Thursday, May 14, 2009

Monte Carlo Simulation: The Problem is Not Skinny Tails

Monte Carlo simulation is a convenient statistical tool by which an analyst can make inferences over the probability of rare events. Basically, the method takes a model with its estimated parameters and simulates possible sample paths under some distributional assumptions on the errors. The technique is particularly useful for understanding the tail risk of distributions. The method has been widely adopted by banks, investors, and financial advisors. And, because the models failed so horribly in the current downturn, the method is now under attack.

A lot of discussion over the failure of these models has centered on the use of normally distributed errors. The Normal distribution is the mainstay of statistically theory but the distribution places relatively little weight on tail events. In other words, the distribution treats rare events as rare.

The proposed solution is to work with fat-tailed distributions. Distributions that put more weight on tail events. These distributions raise the probability of very rare events, increasing the risk and raising the probability of observing rare events.

Monte Carlo simulation faces a far more severe problem than its distributional assumptions. To run a Monte Carlo simulation, the parameters of the distribution must be known. With a normality assumption, we need know only the mean and the covariance matrix. Yet, even assuming the model is correctly specified, we can never know these parameters. We have at best a good guess.

This problem of parameter uncertainty swamps any distributional assumptions. Rare events are rare. They are not observed in any reasonably-sized sample. Every sample is going to produce slightly different estimates of the model parameters and these slightly different parameters have huge implications for the probability of tail events.

I think the easiest way to demonstrate the problem is with an example. I will run a Monte Carlo simulation to find the probability of Industrial Production recessions. I assume the growth rate of IP is an i.i.d normally distributed process.

But, I estimate the variance and mean of the process over different periods. First, I choose the Great Moderation era, 1984 to 2006. Many statistical models of the economy restrict themselves to this period. This is a reasonable sample if you believe there was a regime shift in the early 1980s.

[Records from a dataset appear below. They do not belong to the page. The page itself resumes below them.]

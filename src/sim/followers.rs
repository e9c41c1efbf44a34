//! Baby birds trailing the player
//!
//! The player's recent states are kept in a fixed-size ring buffer. Each baby
//! replays the leader's state from a fixed number of frames ago, shifted left
//! so the flock forms a horizontal line behind the player.

use glam::{UVec2, Vec2};

use super::collision::Bounds;
use super::pipes::PipePair;
use crate::assets::SpriteId;
use crate::consts::{BABY_SCALE, PLAYER_HEIGHT, PLAYER_WIDTH};
use crate::renderer::{DrawList, SpriteSizes};

/// Fixed-capacity ring buffer
///
/// Once full, each push overwrites the oldest entry.
#[derive(Debug, Clone)]
pub struct History<T> {
    slots: Vec<T>,
    /// Index the next push writes to
    head: usize,
    capacity: usize,
}

impl<T: Copy> History<T> {
    pub fn new(capacity: usize) -> Self {
        Self {
            slots: Vec::with_capacity(capacity),
            head: 0,
            capacity,
        }
    }

    pub fn push(&mut self, value: T) {
        if self.capacity == 0 {
            return;
        }
        if self.slots.len() < self.capacity {
            self.slots.push(value);
        } else {
            self.slots[self.head] = value;
        }
        self.head = (self.head + 1) % self.capacity;
    }

    /// Entry recorded `lag` pushes before the newest (0 = newest)
    pub fn back(&self, lag: usize) -> Option<T> {
        if lag >= self.slots.len() {
            return None;
        }
        let idx = (self.head + self.capacity - 1 - lag) % self.capacity;
        Some(self.slots[idx])
    }

    pub fn len(&self) -> usize {
        self.slots.len()
    }

    pub fn is_empty(&self) -> bool {
        self.slots.is_empty()
    }

    pub fn capacity(&self) -> usize {
        self.capacity
    }

    pub fn clear(&mut self) {
        self.slots.clear();
        self.head = 0;
    }
}

/// One frame of leader state
#[derive(Debug, Clone, Copy, PartialEq)]
pub struct LeaderSample {
    pub pos: Vec2,
    pub rotation: f32,
    pub frame: usize,
}

/// Where a baby bird is this frame
#[derive(Debug, Clone, Copy, PartialEq)]
pub struct FollowerState {
    pub pos: Vec2,
    pub rotation: f32,
    pub frame: usize,
}

/// Scaled collision box size of a baby bird (34x24 at 60%)
pub fn baby_size() -> Vec2 {
    Vec2::new(PLAYER_WIDTH as f32 * BABY_SCALE, PLAYER_HEIGHT as f32 * BABY_SCALE)
}

/// Formation of baby birds echoing the leader
#[derive(Debug, Clone)]
pub struct TrailingFollowers {
    num_followers: usize,
    spacing: usize,
    history: History<LeaderSample>,
}

impl TrailingFollowers {
    pub fn new(num_followers: usize, spacing: usize) -> Self {
        assert!(spacing > 0, "follower spacing must be at least one frame");
        Self {
            num_followers,
            spacing,
            history: History::new(num_followers * spacing),
        }
    }

    pub fn num_followers(&self) -> usize {
        self.num_followers
    }

    pub fn spacing(&self) -> usize {
        self.spacing
    }

    /// Number of leader samples currently remembered
    pub fn history_len(&self) -> usize {
        self.history.len()
    }

    pub fn history_capacity(&self) -> usize {
        self.history.capacity()
    }

    /// Record one frame of leader state
    pub fn update(&mut self, x: f32, y: f32, rotation: f32, frame: usize) {
        self.history.push(LeaderSample {
            pos: Vec2::new(x, y),
            rotation,
            frame,
        });
    }

    /// Frames follower `index` lags behind the leader
    #[inline]
    pub fn lag(&self, index: usize) -> usize {
        (index + 1) * self.spacing - 1
    }

    /// States of every follower that has enough history to appear
    pub fn follower_states(&self) -> Vec<FollowerState> {
        let mut states = Vec::with_capacity(self.num_followers);
        for i in 0..self.num_followers {
            // Lags grow with the index, so the first missing sample ends the flock
            let Some(sample) = self.history.back(self.lag(i)) else {
                break;
            };
            let offset = ((i + 1) * self.spacing) as f32;
            states.push(FollowerState {
                pos: Vec2::new(sample.pos.x - offset, sample.pos.y),
                rotation: sample.rotation,
                frame: sample.frame,
            });
        }
        states
    }

    /// Check if any baby bird hit the ground or a pipe
    pub fn check_crash(&self, pipes: &[PipePair], ground_y: f32) -> bool {
        let size = baby_size();

        for state in self.follower_states() {
            if state.pos.y + size.y >= ground_y - 1.0 {
                return true;
            }

            let baby = Bounds::new(state.pos, size);
            let hit_pipe = pipes
                .iter()
                .flat_map(|pair| pair.pipes())
                .any(|pipe| baby.overlaps(&pipe.bounds()));
            if hit_pipe {
                return true;
            }
        }
        false
    }

    /// Forget the leader's history (new session)
    pub fn reset(&mut self) {
        self.history.clear();
    }

    /// Queue a scaled, rotated sprite for each baby
    pub fn draw(&self, sizes: &SpriteSizes, list: &mut DrawList) {
        for state in self.follower_states() {
            let sprite = SpriteId::Bird(state.frame.min(2) as u8);
            let full = sizes.get(sprite);
            let scaled = UVec2::new(
                (full.x as f32 * BABY_SCALE) as u32,
                (full.y as f32 * BABY_SCALE) as u32,
            );
            let center = Vec2::new(
                state.pos.x + (scaled.x / 2) as f32,
                state.pos.y + (scaled.y / 2) as f32,
            );
            list.sprite(sprite, center, scaled, state.rotation);
        }
    }
}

Second, I extend the sample through March 2009. Finally, I use the post-war period and then the full sample from 1921.

The bars in the chart below show the probability that IP will fall below its starting value over any five year period. Essentially, the probability is the odds of a recession occurring over any five-year interval. The number above each bar gives the average interval between recessions.

Between 1984 and 2006, there is a fifty percent chance of a recession in any five year period with a recession occurring every 9.8 years on average. Extending the sample two additional years changes the probability significantly. Using data from 1984 to 2009, a recession occurs once every 7.4 years. This number is strikingly similar to the probability over the entire post-war era, the third bar. Finally using the entire IP sample, a recession occurs every 6.3 years on average and the odds of a recession in any five-year period is over 80 percent.
The average size of recession (shown in the next chart) also changes over the different samples. The ordering is preserved with the Great Moderation having the mildest downturns and the full sample, including the Great Depression, having the harshest recessions.
Again using the Great Moderation sample, the tail risk is also small. The following chart shows the average decline in output in a five percent recession. That is a recession that occurs only five percent of the time. The tail fall in output during the Great Moderation is less than 2 percent.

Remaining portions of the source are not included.